Tiempo Argentino
17 de febrero de 2011
Por Julia Izumi
Subeditora de Política.
En momentos en que el intento de ingreso a la Argentina de material no declarado por los Estados Unidos irrita a la oposición, y algunos medios no dudan en hablar de “papelón internacional” a la hora de referirse a quien exigió el cumplimiento de la ley, vale la pena preguntarse qué calificativo usarían estos actores para definir al mayor escándalo de la historia diplomática de este país desde el regreso de la democracia: la venta de armas a Ecuador y Croacia.

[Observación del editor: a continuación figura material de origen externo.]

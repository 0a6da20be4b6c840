use crate::engine::{RerunOutcome, Transition};
use crate::models::{
    CreateSubscription, HistoryUsage, Subscription, SubscriptionHistory, SubscriptionPeriod,
};
use crate::startup::AppState;
use axum::{
    extract::{Path, Query, State},
    http::StatusCode,
    Json,
};
use chrono::{DateTime, Utc};
use serde::{Deserialize, Serialize};
use service_core::error::AppError;
use uuid::Uuid;
use validator::Validate;

#[derive(Debug, Deserialize, Validate)]
pub struct CreateSubscriptionRequest {
    pub user_id: Uuid,
    pub offer_id: Uuid,
    pub parent_id: Option<Uuid>,
    #[validate(length(min = 18, max = 22, message = "ICCID must be 18 to 22 characters"))]
    pub sim_iccid: Option<String>,
    #[validate(length(min = 8, max = 15, message = "MSISDN must be 8 to 15 digits"))]
    pub phone_number_msisdn: Option<String>,
    /// Defaults to the time of the request.
    pub starts_at: Option<DateTime<Utc>>,
}

#[derive(Debug, Serialize, Deserialize)]
pub struct CreateSubscriptionResponse {
    pub subscription: Subscription,
    pub period: SubscriptionPeriod,
}

#[derive(Debug, Deserialize, Validate)]
pub struct HistoryQuery {
    #[validate(range(min = 1, max = 100))]
    #[serde(default = "default_history_limit")]
    pub limit: i64,
}

fn default_history_limit() -> i64 {
    20
}

#[derive(Debug, Serialize, Deserialize)]
pub struct HistoryEntry {
    #[serde(flatten)]
    pub history: SubscriptionHistory,
    pub usage: Vec<HistoryUsage>,
}

#[tracing::instrument(skip(state, request))]
pub async fn create_subscription(
    State(state): State<AppState>,
    Json(request): Json<CreateSubscriptionRequest>,
) -> Result<(StatusCode, Json<CreateSubscriptionResponse>), AppError> {
    request.validate()?;

    let now = state.clock.now();
    let input = CreateSubscription {
        user_id: request.user_id,
        offer_id: request.offer_id,
        parent_id: request.parent_id,
        sim_iccid: request.sim_iccid,
        phone_number_msisdn: request.phone_number_msisdn,
        starts_at: request.starts_at.unwrap_or(now),
    };

    let (subscription, period) = state.status.create(&input, now).await?;

    Ok((
        StatusCode::CREATED,
        Json(CreateSubscriptionResponse {
            subscription,
            period,
        }),
    ))
}

#[tracing::instrument(skip(state))]
pub async fn get_subscription(
    State(state): State<AppState>,
    Path(subscription_id): Path<Uuid>,
) -> Result<Json<Subscription>, AppError> {
    let subscription = state
        .store
        .get_subscription(subscription_id)
        .await?
        .ok_or_else(|| AppError::NotFound(anyhow::anyhow!("Subscription not found")))?;

    Ok(Json(subscription))
}

#[tracing::instrument(skip(state))]
pub async fn list_periods(
    State(state): State<AppState>,
    Path(subscription_id): Path<Uuid>,
) -> Result<Json<Vec<SubscriptionPeriod>>, AppError> {
    state
        .store
        .get_subscription(subscription_id)
        .await?
        .ok_or_else(|| AppError::NotFound(anyhow::anyhow!("Subscription not found")))?;

    Ok(Json(state.store.list_periods(subscription_id).await?))
}

#[tracing::instrument(skip(state))]
pub async fn list_history(
    State(state): State<AppState>,
    Path(subscription_id): Path<Uuid>,
    Query(query): Query<HistoryQuery>,
) -> Result<Json<Vec<HistoryEntry>>, AppError> {
    query.validate()?;

    state
        .store
        .get_subscription(subscription_id)
        .await?
        .ok_or_else(|| AppError::NotFound(anyhow::anyhow!("Subscription not found")))?;

    let rows = state.store.list_history(subscription_id, query.limit).await?;
    let mut entries = Vec::with_capacity(rows.len());
    for history in rows {
        let usage = state.store.list_history_usage(history.history_id).await?;
        entries.push(HistoryEntry { history, usage });
    }

    Ok(Json(entries))
}

async fn transition(
    state: &AppState,
    subscription_id: Uuid,
    transition: Transition,
) -> Result<Json<Subscription>, AppError> {
    tracing::info!(subscription_id = %subscription_id, transition = %transition, "Status change requested");
    let subscription = state
        .status
        .request(subscription_id, transition, state.clock.now())
        .await?;
    Ok(Json(subscription))
}

pub async fn activate(
    State(state): State<AppState>,
    Path(subscription_id): Path<Uuid>,
) -> Result<Json<Subscription>, AppError> {
    transition(&state, subscription_id, Transition::Activate).await
}

pub async fn cancel(
    State(state): State<AppState>,
    Path(subscription_id): Path<Uuid>,
) -> Result<Json<Subscription>, AppError> {
    transition(&state, subscription_id, Transition::Cancel).await
}

pub async fn uncancel(
    State(state): State<AppState>,
    Path(subscription_id): Path<Uuid>,
) -> Result<Json<Subscription>, AppError> {
    transition(&state, subscription_id, Transition::Uncancel).await
}

pub async fn suspend(
    State(state): State<AppState>,
    Path(subscription_id): Path<Uuid>,
) -> Result<Json<Subscription>, AppError> {
    transition(&state, subscription_id, Transition::Suspend).await
}

pub async fn reactivate(
    State(state): State<AppState>,
    Path(subscription_id): Path<Uuid>,
) -> Result<Json<Subscription>, AppError> {
    transition(&state, subscription_id, Transition::Reactivate).await
}

pub async fn deactivate(
    State(state): State<AppState>,
    Path(subscription_id): Path<Uuid>,
) -> Result<Json<Subscription>, AppError> {
    transition(&state, subscription_id, Transition::Deactivate).await
}

#[tracing::instrument(skip(state))]
pub async fn rerun_period(
    State(state): State<AppState>,
    Path((subscription_id, period_id)): Path<(Uuid, Uuid)>,
) -> Result<Json<RerunOutcome>, AppError> {
    Ok(Json(state.rerun.rerun(subscription_id, period_id).await?))
}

Entre 1991 y 1995 el gobierno de Carlos Menem –el propio presidente, en rigor– firmó tres decretos secretos que habilitaron siete embarques clandestinos a Croacia en momentos en que ese país sufría el embargo de la ONU. Luego autorizó otros tres a Ecuador, en flagrante violación al rol de garante del proceso de paz entre ese país y el Perú que desempeñaba la Argentina. Fue una decisión de Estado la que permitió que se cometiera aquel delito gravísimo del que Menem intenta resultar absuelto. Fue una decisión de Estado la que esta semana impidió un acto de abuso de poder de la principal potencia mundial, aunque a algunos todavía les cueste reconocer las diferencias.